Output a verbatim copy of the data, cut off after the line that contains "use crate::utils::clock::Clock;".

[Opening Data excerpts section]

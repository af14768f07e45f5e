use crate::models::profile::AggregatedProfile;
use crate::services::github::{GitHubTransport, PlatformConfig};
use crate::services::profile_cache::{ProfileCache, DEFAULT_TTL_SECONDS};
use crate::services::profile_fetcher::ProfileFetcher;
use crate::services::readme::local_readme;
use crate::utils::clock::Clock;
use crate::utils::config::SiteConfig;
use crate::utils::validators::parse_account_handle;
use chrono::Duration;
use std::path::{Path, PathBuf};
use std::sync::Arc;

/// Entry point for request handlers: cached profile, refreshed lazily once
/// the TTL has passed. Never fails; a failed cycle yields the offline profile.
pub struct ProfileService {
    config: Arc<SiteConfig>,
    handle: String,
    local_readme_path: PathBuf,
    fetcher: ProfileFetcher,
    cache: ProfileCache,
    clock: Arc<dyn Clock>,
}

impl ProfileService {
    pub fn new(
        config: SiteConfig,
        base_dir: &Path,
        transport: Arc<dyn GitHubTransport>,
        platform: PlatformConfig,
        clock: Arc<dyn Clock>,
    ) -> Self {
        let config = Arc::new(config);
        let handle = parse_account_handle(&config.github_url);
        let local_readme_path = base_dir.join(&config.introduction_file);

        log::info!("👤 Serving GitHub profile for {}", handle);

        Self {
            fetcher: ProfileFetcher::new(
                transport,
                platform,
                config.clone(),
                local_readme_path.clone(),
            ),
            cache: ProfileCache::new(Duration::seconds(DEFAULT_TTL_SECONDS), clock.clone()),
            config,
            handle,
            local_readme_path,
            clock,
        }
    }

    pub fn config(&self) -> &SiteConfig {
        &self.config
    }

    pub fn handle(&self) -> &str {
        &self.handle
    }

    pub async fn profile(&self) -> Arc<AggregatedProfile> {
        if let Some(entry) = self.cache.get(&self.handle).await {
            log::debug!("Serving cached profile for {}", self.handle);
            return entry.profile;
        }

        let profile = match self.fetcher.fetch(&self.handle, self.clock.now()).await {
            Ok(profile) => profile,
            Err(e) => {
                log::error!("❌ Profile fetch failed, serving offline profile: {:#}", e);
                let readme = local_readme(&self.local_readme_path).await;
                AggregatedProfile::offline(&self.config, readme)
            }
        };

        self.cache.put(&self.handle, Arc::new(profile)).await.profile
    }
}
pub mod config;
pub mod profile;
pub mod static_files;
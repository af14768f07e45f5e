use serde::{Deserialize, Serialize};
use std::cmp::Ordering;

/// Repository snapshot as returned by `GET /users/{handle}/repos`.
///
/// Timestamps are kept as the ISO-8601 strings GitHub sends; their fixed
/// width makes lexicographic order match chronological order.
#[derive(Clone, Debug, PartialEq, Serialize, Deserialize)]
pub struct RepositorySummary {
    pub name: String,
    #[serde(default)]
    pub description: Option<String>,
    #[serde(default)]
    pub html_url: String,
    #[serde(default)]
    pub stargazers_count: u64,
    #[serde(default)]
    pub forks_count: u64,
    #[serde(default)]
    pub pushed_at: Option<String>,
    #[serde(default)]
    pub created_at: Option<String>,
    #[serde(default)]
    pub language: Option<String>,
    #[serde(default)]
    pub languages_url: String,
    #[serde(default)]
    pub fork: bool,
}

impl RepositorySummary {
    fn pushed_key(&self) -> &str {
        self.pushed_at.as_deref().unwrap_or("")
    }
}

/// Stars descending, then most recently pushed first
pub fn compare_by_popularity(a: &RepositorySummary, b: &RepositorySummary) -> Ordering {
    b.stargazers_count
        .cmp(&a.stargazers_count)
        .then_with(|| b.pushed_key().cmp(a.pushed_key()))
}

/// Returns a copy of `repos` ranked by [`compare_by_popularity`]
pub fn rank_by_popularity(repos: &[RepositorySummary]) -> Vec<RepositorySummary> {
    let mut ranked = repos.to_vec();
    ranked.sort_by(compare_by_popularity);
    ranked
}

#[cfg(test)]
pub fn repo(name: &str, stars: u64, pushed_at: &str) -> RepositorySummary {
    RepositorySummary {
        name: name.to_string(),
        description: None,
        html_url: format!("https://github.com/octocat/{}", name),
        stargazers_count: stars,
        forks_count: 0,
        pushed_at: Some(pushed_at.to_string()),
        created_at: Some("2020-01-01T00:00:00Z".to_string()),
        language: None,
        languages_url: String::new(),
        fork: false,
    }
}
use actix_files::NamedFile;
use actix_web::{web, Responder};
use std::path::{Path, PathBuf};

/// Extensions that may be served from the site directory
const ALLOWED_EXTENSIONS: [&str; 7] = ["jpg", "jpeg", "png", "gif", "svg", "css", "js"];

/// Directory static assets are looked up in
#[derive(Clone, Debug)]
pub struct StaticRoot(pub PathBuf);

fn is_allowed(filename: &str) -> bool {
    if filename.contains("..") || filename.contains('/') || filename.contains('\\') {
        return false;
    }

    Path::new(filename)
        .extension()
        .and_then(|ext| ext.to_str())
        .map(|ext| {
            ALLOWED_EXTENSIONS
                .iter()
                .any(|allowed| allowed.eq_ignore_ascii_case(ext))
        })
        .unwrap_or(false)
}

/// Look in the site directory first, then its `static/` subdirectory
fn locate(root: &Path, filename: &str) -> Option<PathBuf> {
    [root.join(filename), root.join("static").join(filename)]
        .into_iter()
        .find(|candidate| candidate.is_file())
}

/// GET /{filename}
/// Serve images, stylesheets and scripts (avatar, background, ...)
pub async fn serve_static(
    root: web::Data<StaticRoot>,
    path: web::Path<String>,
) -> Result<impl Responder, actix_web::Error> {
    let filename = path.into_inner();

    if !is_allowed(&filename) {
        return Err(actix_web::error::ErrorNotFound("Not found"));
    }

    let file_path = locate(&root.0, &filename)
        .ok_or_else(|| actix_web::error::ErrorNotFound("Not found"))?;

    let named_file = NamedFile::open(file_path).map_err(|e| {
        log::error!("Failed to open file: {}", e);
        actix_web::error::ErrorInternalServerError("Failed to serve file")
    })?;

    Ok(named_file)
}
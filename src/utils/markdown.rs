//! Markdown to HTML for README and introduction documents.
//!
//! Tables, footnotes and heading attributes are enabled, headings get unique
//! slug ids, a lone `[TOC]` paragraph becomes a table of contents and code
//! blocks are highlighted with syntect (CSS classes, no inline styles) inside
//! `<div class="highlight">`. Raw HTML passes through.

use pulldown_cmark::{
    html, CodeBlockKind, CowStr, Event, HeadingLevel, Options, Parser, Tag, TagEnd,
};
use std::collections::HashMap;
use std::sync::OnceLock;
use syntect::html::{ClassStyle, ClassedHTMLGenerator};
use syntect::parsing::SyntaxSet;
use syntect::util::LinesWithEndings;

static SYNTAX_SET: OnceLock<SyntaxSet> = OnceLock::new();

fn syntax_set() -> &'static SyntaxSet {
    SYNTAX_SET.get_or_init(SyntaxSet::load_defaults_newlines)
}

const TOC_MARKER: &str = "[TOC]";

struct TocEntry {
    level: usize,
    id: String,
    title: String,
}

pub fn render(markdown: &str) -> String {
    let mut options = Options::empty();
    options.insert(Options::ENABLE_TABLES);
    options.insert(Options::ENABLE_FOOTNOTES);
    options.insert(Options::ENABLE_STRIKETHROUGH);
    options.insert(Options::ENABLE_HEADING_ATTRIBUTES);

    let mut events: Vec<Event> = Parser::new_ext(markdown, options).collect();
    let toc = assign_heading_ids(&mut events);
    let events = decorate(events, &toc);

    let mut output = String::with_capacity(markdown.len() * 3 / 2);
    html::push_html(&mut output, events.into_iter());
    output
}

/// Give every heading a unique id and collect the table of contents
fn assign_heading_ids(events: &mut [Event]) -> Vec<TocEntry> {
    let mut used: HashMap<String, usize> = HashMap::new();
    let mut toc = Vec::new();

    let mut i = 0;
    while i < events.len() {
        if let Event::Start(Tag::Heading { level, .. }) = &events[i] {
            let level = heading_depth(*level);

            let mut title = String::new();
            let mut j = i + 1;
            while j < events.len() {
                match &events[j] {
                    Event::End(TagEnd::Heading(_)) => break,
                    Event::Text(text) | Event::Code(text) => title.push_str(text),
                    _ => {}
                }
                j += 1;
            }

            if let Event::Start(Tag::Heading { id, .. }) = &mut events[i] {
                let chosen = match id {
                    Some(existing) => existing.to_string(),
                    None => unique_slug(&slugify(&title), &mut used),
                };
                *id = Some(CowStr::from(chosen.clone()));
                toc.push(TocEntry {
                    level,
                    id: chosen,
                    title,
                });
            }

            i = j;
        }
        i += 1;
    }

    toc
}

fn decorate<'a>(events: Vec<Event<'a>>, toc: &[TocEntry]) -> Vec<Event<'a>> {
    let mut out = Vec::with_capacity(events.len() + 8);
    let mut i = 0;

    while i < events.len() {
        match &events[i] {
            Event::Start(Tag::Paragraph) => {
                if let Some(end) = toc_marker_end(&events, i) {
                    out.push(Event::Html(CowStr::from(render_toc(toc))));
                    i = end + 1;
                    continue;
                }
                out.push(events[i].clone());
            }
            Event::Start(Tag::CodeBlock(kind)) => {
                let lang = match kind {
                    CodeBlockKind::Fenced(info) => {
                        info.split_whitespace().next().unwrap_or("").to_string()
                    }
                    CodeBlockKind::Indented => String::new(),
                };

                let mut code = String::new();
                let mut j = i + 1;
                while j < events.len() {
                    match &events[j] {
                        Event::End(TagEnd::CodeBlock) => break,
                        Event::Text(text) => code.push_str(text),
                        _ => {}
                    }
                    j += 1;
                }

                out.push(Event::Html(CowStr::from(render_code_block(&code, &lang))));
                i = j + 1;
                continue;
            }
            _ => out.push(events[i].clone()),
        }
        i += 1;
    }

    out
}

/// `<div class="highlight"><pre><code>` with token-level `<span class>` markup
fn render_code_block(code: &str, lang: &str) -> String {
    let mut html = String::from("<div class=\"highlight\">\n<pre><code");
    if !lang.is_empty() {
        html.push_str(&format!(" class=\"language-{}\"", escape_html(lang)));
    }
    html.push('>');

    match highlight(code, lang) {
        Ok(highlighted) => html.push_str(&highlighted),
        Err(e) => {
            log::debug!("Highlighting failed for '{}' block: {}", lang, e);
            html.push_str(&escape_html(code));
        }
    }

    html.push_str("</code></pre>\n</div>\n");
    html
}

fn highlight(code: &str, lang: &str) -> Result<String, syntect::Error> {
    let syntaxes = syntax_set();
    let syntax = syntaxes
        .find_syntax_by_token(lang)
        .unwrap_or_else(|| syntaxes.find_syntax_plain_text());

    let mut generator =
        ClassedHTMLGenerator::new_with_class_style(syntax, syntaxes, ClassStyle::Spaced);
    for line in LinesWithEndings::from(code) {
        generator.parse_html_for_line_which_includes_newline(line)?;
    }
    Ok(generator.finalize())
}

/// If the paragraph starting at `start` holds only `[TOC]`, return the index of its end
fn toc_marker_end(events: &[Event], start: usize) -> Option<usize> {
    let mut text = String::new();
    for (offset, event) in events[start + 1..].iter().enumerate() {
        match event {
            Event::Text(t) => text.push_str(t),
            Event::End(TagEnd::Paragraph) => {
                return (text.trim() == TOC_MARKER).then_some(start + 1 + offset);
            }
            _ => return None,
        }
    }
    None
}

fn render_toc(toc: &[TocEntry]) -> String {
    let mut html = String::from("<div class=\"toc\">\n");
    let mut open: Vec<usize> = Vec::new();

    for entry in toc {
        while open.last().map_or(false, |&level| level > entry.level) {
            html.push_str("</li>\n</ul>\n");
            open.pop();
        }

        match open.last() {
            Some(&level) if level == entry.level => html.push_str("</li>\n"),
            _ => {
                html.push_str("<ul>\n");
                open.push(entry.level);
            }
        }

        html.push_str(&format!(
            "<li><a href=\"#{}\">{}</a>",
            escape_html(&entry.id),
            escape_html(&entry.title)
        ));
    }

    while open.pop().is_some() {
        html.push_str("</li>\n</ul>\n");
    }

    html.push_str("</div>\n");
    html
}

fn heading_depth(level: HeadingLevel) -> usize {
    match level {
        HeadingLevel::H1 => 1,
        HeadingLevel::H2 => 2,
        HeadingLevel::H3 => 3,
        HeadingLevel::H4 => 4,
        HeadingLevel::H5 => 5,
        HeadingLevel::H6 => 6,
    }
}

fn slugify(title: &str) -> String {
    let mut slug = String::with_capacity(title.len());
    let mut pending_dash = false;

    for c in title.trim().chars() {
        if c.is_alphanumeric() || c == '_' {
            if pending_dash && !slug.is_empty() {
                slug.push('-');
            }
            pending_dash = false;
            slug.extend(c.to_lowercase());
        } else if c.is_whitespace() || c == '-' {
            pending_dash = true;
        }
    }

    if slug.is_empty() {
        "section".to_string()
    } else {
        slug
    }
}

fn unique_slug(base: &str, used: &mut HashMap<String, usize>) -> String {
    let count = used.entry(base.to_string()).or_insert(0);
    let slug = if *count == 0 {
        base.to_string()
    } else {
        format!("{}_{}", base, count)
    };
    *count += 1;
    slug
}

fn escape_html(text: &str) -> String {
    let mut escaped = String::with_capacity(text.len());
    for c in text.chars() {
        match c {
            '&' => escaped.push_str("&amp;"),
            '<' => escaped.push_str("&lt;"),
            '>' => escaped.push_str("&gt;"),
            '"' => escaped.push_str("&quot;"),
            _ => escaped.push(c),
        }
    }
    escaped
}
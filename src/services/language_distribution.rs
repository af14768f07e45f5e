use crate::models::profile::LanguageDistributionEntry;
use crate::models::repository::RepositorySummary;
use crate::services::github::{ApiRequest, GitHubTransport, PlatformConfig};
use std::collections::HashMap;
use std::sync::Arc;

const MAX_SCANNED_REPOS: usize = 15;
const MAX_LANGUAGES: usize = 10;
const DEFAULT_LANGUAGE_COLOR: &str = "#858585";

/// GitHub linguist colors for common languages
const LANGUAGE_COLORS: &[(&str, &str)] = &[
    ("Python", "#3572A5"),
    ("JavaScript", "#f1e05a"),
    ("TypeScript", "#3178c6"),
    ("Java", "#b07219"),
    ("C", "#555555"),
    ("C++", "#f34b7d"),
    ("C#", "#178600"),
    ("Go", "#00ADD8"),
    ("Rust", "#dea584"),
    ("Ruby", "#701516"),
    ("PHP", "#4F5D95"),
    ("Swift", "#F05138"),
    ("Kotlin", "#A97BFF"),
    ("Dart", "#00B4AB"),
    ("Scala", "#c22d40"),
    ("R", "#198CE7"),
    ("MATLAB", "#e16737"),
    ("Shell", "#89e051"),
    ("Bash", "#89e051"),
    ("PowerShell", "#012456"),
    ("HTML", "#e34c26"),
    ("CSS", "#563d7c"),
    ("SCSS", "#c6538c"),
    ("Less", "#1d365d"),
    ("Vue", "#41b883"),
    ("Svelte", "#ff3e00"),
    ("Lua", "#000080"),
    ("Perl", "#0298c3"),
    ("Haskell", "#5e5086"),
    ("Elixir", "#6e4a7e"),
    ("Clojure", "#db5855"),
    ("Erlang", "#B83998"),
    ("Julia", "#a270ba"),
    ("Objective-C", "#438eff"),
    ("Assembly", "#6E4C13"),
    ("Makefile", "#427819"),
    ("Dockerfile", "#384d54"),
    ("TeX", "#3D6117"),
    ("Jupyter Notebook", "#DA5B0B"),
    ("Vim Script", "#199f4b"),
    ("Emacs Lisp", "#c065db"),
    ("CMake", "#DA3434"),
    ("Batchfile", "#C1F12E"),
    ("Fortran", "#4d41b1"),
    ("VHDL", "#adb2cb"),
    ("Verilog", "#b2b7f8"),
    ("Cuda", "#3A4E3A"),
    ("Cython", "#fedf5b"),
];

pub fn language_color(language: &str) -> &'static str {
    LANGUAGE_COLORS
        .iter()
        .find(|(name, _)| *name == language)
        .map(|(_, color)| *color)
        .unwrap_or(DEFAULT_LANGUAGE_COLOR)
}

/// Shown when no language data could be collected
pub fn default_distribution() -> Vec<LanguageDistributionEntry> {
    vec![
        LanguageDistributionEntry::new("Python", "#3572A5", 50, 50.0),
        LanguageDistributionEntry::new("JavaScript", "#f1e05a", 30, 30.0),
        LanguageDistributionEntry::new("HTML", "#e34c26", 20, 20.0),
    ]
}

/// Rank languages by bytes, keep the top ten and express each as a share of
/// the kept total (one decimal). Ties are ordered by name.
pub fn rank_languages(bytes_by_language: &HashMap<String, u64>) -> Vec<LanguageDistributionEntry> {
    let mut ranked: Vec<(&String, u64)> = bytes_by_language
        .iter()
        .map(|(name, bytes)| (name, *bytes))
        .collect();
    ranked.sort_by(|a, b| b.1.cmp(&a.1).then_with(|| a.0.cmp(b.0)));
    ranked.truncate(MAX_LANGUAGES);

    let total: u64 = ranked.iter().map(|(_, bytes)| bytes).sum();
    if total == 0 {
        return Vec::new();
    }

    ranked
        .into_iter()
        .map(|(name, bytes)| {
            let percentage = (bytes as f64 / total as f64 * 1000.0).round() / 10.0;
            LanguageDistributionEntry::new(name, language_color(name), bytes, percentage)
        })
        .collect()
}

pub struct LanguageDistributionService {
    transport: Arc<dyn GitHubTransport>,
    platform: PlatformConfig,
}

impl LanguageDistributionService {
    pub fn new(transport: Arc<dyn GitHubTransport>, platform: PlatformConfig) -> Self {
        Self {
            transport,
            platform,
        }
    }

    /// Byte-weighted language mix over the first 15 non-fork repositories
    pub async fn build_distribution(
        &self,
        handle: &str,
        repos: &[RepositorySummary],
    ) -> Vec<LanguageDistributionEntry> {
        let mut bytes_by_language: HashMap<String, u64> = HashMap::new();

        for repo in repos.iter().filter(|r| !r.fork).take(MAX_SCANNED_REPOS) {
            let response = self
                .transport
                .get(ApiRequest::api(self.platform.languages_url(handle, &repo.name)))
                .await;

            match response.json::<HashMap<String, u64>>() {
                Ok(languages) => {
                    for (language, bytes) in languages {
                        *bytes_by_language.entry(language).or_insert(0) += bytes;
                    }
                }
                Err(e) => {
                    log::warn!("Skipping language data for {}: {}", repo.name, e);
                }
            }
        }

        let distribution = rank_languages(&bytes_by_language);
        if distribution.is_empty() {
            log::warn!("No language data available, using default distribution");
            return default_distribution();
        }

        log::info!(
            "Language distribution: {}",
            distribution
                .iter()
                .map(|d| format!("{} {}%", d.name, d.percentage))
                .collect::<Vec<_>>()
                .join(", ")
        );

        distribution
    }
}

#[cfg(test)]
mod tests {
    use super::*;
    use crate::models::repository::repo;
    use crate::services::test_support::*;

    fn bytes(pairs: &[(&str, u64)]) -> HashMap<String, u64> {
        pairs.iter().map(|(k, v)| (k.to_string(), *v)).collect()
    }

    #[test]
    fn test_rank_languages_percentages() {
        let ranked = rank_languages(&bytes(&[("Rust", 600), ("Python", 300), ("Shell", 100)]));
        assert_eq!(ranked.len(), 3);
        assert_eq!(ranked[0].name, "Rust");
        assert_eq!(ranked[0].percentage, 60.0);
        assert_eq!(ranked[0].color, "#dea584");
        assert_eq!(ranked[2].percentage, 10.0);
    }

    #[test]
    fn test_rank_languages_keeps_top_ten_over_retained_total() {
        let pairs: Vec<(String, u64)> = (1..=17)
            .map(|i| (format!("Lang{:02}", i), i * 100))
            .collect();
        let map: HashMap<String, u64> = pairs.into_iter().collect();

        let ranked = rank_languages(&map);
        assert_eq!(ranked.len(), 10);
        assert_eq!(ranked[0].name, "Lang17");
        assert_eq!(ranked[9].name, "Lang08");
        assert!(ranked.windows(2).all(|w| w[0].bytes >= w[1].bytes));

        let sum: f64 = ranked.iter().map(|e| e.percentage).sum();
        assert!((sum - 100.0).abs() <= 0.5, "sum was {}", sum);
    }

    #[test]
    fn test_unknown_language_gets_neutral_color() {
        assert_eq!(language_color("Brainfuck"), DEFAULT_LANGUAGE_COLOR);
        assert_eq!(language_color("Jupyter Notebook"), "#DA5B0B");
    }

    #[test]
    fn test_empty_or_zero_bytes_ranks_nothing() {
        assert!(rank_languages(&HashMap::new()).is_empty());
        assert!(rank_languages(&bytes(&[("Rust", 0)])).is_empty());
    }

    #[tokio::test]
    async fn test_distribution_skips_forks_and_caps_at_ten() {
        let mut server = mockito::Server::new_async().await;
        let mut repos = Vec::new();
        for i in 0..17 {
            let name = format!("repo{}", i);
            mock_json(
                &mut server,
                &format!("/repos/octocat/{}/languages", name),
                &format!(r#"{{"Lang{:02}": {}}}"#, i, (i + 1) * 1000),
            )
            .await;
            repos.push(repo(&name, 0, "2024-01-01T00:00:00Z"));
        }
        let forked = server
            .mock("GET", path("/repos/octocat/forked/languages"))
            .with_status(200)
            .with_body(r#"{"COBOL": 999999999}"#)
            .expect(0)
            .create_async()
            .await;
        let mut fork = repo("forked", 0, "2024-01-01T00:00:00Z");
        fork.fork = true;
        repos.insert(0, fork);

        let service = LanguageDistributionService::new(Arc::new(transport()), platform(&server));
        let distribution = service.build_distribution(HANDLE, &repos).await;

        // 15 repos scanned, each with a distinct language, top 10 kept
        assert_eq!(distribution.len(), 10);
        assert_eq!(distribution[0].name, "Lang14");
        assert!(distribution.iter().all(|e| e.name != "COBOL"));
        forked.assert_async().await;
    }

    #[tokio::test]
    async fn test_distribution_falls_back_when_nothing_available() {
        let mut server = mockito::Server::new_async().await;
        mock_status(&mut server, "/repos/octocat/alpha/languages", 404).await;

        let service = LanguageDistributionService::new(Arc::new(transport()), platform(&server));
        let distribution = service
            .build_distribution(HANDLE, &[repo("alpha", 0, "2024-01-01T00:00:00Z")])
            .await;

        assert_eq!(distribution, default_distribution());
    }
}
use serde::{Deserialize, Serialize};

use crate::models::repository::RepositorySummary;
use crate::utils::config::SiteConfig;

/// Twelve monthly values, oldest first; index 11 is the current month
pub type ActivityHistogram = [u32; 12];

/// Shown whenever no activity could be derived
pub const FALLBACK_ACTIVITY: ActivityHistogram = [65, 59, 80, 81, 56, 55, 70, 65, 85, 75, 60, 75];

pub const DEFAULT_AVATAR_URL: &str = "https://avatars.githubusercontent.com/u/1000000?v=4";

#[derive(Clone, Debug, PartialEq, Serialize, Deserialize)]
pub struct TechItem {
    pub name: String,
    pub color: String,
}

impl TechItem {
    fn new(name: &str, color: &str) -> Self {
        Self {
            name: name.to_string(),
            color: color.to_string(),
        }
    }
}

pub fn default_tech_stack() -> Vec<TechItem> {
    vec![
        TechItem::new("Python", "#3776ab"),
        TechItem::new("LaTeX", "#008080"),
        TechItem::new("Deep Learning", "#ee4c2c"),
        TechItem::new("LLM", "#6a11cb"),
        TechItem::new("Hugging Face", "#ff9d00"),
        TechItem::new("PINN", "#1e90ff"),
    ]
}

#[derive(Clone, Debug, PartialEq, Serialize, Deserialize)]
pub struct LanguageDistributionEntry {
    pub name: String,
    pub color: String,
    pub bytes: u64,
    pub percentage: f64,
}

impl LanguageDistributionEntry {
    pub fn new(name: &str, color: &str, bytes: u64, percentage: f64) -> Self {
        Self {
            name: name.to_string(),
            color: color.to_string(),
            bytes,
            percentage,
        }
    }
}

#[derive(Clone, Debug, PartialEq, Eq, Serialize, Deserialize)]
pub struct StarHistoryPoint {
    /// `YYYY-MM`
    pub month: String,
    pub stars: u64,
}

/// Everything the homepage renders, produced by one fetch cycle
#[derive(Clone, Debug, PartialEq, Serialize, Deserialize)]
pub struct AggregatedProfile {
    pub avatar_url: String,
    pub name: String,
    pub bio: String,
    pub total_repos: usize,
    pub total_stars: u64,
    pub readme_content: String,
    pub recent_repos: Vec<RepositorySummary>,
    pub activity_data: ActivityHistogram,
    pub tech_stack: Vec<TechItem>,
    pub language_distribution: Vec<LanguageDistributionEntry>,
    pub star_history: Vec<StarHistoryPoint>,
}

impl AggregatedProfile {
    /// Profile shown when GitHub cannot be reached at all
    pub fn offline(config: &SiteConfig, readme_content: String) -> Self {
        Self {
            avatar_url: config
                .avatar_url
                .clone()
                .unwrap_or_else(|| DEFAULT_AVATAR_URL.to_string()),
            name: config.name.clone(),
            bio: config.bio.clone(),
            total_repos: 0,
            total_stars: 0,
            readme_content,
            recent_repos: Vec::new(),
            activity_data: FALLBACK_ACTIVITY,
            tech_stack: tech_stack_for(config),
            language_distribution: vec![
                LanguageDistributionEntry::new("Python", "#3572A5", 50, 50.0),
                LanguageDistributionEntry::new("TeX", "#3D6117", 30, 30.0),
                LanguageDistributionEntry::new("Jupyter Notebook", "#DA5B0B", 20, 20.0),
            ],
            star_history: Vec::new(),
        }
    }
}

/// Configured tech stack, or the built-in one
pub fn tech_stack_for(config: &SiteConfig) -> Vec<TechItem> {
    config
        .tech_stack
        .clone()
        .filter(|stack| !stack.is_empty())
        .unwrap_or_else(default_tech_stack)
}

[Closing Data excerpts section]

• [Answer for this exercise]
repository af14768f07e45f5e
use crate::models::profile::AggregatedProfile;
use crate::services::github::{GitHubTransport, PlatformConfig};
use crate::services::profile_cache::{ProfileCache, DEFAULT_TTL_SECONDS};
use crate::services::profile_fetcher::ProfileFetcher;
use crate::services::readme::local_readme;
use crate::utils::clock::Clock;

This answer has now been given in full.